DATASET EXCERPTS
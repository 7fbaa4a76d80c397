//! Options for compiling templates.

use vnt_lexer::{DuplicateAttributes, LexerOptions};

/// Options for [`compile_template_with`](crate::compile_template_with).
#[derive(Debug, Clone, Default)]
pub struct CompileOptions {
    /// Options passed to the lexer.
    pub lexer: LexerOptions,
}

impl CompileOptions {
    /// Create new default options.
    pub fn new() -> Self {
        Self::default()
    }

    /// Set the policy for a tag followed by more than one attribute group.
    pub fn duplicate_attributes(mut self, policy: DuplicateAttributes) -> Self {
        self.lexer = self.lexer.duplicate_attributes(policy);
        self
    }

    /// Set how deeply `[` groups may nest.
    pub fn max_depth(mut self, depth: usize) -> Self {
        self.lexer = self.lexer.max_depth(depth);
        self
    }
}
//! Tree builder from the flat token sequence.

use thiserror::Error;
use tracing::debug;
use vnt_lexer::{Token, TokenId};

use crate::Roots;

/// Error during tree building.
#[derive(Debug, Clone, PartialEq, Eq, Error)]
pub enum BuildError {
    /// Nothing to build.
    #[error("not enough tokens: the template is empty")]
    EmptyTokenStream,
    /// A token names a parent that is not an earlier tag.
    #[error("token {} has invalid parent {}", .token.index(), .parent.index())]
    InvalidParent { token: TokenId, parent: TokenId },
}

/// Assemble a tree from tokens in lexing order.
pub fn build(tokens: impl IntoIterator<Item = Token>) -> Result<Roots<Token>, BuildError> {
    let mut builder = TreeBuilder::new();
    for token in tokens {
        builder.push(token)?;
    }
    builder.finish()
}

/// Builder that moves each token under its parent.
///
/// Tokens must be pushed in lexing order: a parent always comes before
/// its children.
#[derive(Debug, Default)]
pub struct TreeBuilder {
    /// Pushed tokens, taken out again while assembling.
    slots: Vec<Option<Token>>,
    /// Child ids of each token, in push order.
    children: Vec<Vec<TokenId>>,
    roots: Vec<TokenId>,
}

impl TreeBuilder {
    /// Create a new tree builder.
    pub fn new() -> Self {
        Self::default()
    }

    /// Add the next token.
    pub fn push(&mut self, token: Token) -> Result<(), BuildError> {
        let id = TokenId::new(self.slots.len());
        match token.parent() {
            Some(parent) => {
                let is_tag = matches!(self.slots.get(parent.index()), Some(Some(Token::Tag(_))));
                if !is_tag {
                    return Err(BuildError::InvalidParent { token: id, parent });
                }
                self.children[parent.index()].push(id);
            }
            None => self.roots.push(id),
        }
        self.slots.push(Some(token));
        self.children.push(Vec::new());
        Ok(())
    }

    /// Finish building and return the root token(s).
    pub fn finish(mut self) -> Result<Roots<Token>, BuildError> {
        if self.slots.is_empty() {
            return Err(BuildError::EmptyTokenStream);
        }

        let root_ids = std::mem::take(&mut self.roots);
        let roots: Vec<Token> = root_ids
            .into_iter()
            .filter_map(|id| self.assemble(id))
            .collect();
        debug!("built {} root(s) from {} tokens", roots.len(), self.slots.len());
        Ok(Roots::from_vec(roots))
    }

    fn assemble(&mut self, id: TokenId) -> Option<Token> {
        let mut token = self.slots[id.index()].take()?;
        if let Token::Tag(tag) = &mut token {
            let child_ids = std::mem::take(&mut self.children[id.index()]);
            tag.children.reserve(child_ids.len());
            for child in child_ids {
                if let Some(child) = self.assemble(child) {
                    tag.children.push(child);
                }
            }
        }
        Some(token)
    }
}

INSTRUCTIONS FOR THE TASK
Each entry, from start to finish, must be restated exactly.

RESULT
repository 7fbaa4a76d80c397
//! Options for compiling templates.

use vnt_lexer::{DuplicateAttributes, LexerOptions};

/// Options for [`compile_template_with`](crate::compile_template_with).
#[derive(Debug, Clone, Default)]
pub struct CompileOptions {
    /// Options passed to the lexer.
    pub lexer: LexerOptions,
}

impl CompileOptions {
    /// Create new default options.
    pub fn new() -> Self {
        Self::default()
    }

    /// Set the policy for a tag followed by more than one attribute group.
    pub fn duplicate_attributes(mut self, policy: DuplicateAttributes) -> Self {
        self.lexer = self.lexer.duplicate_attributes(policy);
        self
    }

    /// Set how deeply `[` groups may nest.
    pub fn max_depth(mut self, depth: usize) -> Self {
        self.lexer = self.lexer.max_depth(depth);
        self
    }
}
//! Tree builder from the flat token sequence.

use thiserror::Error;
use tracing::debug;
use vnt_lexer::{Token, TokenId};

use crate::Roots;

/// Error during tree building.
#[derive(Debug, Clone, PartialEq, Eq, Error)]
pub enum BuildError {
    /// Nothing to build.
    #[error("not enough tokens: the template is empty")]
    EmptyTokenStream,
    /// A token names a parent that is not an earlier tag.
    #[error("token {} has invalid parent {}", .token.index(), .parent.index())]
    InvalidParent { token: TokenId, parent: TokenId },
}

/// Assemble a tree from tokens in lexing order.
pub fn build(tokens: impl IntoIterator<Item = Token>) -> Result<Roots<Token>, BuildError> {
    let mut builder = TreeBuilder::new();
    for token in tokens {
        builder.push(token)?;
    }
    builder.finish()
}

/// Builder that moves each token under its parent.
///
/// Tokens must be pushed in lexing order: a parent always comes before
/// its children.
#[derive(Debug, Default)]
pub struct TreeBuilder {
    /// Pushed tokens, taken out again while assembling.
    slots: Vec<Option<Token>>,
    /// Child ids of each token, in push order.
    children: Vec<Vec<TokenId>>,
    roots: Vec<TokenId>,
}

impl TreeBuilder {
    /// Create a new tree builder.
    pub fn new() -> Self {
        Self::default()
    }

    /// Add the next token.
    pub fn push(&mut self, token: Token) -> Result<(), BuildError> {
        let id = TokenId::new(self.slots.len());
        match token.parent() {
            Some(parent) => {
                let is_tag = matches!(self.slots.get(parent.index()), Some(Some(Token::Tag(_))));
                if !is_tag {
                    return Err(BuildError::InvalidParent { token: id, parent });
                }
                self.children[parent.index()].push(id);
            }
            None => self.roots.push(id),
        }
        self.slots.push(Some(token));
        self.children.push(Vec::new());
        Ok(())
    }

    /// Finish building and return the root token(s).
    pub fn finish(mut self) -> Result<Roots<Token>, BuildError> {
        if self.slots.is_empty() {
            return Err(BuildError::EmptyTokenStream);
        }

        let root_ids = std::mem::take(&mut self.roots);
        let roots: Vec<Token> = root_ids
            .into_iter()
            .filter_map(|id| self.assemble(id))
            .collect();
        debug!("built {} root(s) from {} tokens", roots.len(), self.slots.len());
        Ok(Roots::from_vec(roots))
    }

    fn assemble(&mut self, id: TokenId) -> Option<Token> {
        let mut token = self.slots[id.index()].take()?;
        if let Token::Tag(tag) = &mut token {
            let child_ids = std::mem::take(&mut self.children[id.index()]);
            tag.children.reserve(child_ids.len());
            for child in child_ids {
                if let Some(child) = self.assemble(child) {
                    tag.children.push(child);
                }
            }
        }
        Some(token)
    }
}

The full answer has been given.